Wherever a line in the data below holds "FileStorageSchema", copy that line.

= = = = =

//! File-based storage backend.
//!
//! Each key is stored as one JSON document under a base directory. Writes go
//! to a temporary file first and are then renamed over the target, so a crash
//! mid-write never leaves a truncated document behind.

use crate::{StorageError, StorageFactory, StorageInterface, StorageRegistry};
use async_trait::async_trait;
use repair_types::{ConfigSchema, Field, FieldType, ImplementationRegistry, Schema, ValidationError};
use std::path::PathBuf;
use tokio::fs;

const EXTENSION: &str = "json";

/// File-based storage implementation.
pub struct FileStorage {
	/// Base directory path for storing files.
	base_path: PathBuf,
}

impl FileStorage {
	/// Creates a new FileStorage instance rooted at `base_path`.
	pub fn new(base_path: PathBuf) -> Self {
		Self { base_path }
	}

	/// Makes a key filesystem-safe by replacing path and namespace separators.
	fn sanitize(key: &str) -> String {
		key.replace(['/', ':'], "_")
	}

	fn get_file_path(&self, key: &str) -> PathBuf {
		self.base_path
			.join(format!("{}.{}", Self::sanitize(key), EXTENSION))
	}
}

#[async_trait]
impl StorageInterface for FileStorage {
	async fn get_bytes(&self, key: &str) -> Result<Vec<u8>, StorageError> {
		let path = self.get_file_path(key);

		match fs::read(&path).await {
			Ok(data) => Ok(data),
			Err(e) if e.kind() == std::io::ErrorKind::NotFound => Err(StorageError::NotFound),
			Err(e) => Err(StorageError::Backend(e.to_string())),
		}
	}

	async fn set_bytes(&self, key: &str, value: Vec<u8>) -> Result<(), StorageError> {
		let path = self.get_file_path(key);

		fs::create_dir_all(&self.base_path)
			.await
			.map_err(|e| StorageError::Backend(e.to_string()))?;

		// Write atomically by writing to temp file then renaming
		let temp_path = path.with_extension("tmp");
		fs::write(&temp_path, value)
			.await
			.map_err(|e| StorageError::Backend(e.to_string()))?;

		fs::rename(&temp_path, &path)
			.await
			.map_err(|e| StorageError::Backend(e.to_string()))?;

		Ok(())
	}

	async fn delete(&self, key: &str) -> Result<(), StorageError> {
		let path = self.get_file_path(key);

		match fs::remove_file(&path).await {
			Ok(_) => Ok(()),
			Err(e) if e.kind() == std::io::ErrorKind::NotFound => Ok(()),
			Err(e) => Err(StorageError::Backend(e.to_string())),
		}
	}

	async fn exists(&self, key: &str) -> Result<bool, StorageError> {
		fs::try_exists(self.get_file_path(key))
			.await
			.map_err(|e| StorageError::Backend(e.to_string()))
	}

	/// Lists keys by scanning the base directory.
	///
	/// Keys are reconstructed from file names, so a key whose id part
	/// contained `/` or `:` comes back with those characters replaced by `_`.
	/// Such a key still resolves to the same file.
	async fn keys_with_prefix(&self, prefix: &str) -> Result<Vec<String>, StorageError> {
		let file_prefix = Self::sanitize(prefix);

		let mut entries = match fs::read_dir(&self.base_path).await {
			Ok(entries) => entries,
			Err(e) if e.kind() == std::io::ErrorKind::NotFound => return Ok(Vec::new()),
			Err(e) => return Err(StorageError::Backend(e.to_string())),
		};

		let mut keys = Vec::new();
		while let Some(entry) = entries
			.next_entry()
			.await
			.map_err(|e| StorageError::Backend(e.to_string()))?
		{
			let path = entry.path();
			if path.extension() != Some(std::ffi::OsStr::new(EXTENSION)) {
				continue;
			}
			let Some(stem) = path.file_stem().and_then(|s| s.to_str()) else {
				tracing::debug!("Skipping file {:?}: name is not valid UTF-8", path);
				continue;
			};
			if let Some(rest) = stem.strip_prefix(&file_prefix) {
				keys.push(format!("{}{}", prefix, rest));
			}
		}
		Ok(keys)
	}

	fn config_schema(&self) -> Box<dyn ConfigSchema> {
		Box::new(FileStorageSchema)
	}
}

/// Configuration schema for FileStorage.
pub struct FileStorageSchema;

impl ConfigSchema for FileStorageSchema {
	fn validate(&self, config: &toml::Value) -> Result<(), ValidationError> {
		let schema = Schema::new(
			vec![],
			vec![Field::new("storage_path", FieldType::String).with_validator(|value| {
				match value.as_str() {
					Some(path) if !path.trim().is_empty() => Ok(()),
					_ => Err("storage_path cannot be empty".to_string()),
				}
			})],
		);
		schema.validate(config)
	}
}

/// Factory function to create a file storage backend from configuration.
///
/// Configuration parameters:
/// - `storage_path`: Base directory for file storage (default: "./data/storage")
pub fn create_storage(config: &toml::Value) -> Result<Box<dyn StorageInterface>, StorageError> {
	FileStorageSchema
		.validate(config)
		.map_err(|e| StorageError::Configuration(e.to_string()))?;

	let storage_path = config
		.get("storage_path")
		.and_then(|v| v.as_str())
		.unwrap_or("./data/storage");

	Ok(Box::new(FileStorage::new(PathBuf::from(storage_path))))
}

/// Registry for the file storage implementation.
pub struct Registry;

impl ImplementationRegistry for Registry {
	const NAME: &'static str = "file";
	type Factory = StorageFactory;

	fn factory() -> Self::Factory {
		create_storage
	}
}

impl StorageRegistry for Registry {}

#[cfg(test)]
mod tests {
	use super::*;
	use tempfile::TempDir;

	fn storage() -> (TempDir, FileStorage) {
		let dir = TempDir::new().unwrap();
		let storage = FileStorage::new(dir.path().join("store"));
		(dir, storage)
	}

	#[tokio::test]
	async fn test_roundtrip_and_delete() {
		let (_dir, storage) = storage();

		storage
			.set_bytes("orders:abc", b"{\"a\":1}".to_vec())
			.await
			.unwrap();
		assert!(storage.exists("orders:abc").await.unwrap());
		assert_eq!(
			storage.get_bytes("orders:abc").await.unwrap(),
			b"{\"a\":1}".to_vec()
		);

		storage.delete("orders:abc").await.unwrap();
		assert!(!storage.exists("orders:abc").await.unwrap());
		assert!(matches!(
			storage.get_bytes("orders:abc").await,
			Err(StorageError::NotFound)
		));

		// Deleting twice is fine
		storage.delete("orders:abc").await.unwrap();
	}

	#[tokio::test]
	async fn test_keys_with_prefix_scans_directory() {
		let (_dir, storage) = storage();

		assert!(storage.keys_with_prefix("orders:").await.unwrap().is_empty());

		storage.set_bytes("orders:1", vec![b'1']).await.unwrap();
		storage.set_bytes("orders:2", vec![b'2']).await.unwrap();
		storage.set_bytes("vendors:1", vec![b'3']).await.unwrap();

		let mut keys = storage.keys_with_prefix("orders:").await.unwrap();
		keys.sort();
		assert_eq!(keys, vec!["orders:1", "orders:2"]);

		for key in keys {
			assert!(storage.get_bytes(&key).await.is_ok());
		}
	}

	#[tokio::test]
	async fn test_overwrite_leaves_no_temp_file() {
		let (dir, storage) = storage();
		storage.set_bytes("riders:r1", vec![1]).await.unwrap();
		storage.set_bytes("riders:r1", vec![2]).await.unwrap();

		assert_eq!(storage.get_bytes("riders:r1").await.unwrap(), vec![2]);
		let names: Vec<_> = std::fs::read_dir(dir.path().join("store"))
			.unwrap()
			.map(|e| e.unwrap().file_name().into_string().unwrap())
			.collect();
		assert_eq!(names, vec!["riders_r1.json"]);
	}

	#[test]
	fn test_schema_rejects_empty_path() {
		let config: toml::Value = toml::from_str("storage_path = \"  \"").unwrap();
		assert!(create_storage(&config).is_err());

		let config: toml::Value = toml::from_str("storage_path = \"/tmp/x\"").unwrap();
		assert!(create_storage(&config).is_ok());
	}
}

= = = = =

- Final answer:
		Box::new(FileStorageSchema)
pub struct FileStorageSchema;
impl ConfigSchema for FileStorageSchema {
	FileStorageSchema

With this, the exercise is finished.